== TASK DIRECTIONS ==
With the line containing "filename src/registry/mod.rs" as the start and the line containing "pub mod manager;" as the end, transcribe that span of the entries below exactly, including both.
___ MATERIAL FOR THE TASK ___
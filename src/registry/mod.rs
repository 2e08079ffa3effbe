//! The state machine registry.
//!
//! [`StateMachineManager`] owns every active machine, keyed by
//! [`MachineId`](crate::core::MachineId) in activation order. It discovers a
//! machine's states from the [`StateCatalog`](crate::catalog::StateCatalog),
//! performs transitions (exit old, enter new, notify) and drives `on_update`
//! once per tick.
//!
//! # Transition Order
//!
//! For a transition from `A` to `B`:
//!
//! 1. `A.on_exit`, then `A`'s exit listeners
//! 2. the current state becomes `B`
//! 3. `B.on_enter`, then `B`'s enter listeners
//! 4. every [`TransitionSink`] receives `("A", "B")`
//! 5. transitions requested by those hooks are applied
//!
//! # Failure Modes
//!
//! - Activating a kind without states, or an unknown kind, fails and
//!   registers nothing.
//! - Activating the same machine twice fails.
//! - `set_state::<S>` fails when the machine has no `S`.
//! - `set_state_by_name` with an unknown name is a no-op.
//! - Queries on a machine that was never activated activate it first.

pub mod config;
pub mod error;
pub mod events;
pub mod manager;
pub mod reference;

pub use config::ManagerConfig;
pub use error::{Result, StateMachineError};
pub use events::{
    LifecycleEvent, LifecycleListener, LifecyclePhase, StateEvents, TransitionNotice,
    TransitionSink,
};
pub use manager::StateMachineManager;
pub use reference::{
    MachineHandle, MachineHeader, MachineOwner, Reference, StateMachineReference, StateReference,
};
___
___ MATERIAL FOR THE TASK ___
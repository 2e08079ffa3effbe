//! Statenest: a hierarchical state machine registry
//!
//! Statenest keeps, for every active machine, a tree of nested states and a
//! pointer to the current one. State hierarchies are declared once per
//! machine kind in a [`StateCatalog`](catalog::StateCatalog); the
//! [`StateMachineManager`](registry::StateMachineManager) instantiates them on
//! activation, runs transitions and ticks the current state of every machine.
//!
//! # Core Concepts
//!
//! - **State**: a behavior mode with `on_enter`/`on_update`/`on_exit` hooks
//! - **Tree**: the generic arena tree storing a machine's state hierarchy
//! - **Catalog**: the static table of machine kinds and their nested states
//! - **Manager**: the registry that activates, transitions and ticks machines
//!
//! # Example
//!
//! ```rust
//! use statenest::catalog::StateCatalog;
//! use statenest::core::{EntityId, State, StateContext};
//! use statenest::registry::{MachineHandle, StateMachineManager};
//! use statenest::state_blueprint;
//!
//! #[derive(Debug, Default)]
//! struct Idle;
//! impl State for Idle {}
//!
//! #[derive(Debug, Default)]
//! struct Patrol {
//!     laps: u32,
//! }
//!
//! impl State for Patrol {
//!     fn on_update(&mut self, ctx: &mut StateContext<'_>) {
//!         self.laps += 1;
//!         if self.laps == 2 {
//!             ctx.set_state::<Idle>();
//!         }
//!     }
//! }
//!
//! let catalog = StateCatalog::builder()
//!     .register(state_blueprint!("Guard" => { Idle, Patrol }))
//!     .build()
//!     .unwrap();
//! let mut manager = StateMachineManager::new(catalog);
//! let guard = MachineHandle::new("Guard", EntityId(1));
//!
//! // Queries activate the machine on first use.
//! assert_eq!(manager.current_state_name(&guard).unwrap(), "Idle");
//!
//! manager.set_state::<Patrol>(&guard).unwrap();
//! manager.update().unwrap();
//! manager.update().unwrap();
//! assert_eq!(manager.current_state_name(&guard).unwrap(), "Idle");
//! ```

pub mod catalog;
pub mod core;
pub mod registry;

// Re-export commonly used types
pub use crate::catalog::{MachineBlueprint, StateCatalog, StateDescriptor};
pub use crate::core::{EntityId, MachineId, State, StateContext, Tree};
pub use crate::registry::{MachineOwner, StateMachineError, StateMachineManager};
___
== SOLVED EXERCISE ==
filename src/registry/mod.rs
repository 2e08079ffa3effbe
//! The state machine registry.
//!
//! [`StateMachineManager`] owns every active machine, keyed by
//! [`MachineId`](crate::core::MachineId) in activation order. It discovers a
//! machine's states from the [`StateCatalog`](crate::catalog::StateCatalog),
//! performs transitions (exit old, enter new, notify) and drives `on_update`
//! once per tick.
//!
//! # Transition Order
//!
//! For a transition from `A` to `B`:
//!
//! 1. `A.on_exit`, then `A`'s exit listeners
//! 2. the current state becomes `B`
//! 3. `B.on_enter`, then `B`'s enter listeners
//! 4. every [`TransitionSink`] receives `("A", "B")`
//! 5. transitions requested by those hooks are applied
//!
//! # Failure Modes
//!
//! - Activating a kind without states, or an unknown kind, fails and
//!   registers nothing.
//! - Activating the same machine twice fails.
//! - `set_state::<S>` fails when the machine has no `S`.
//! - `set_state_by_name` with an unknown name is a no-op.
//! - Queries on a machine that was never activated activate it first.

pub mod config;
pub mod error;
pub mod events;
pub mod manager;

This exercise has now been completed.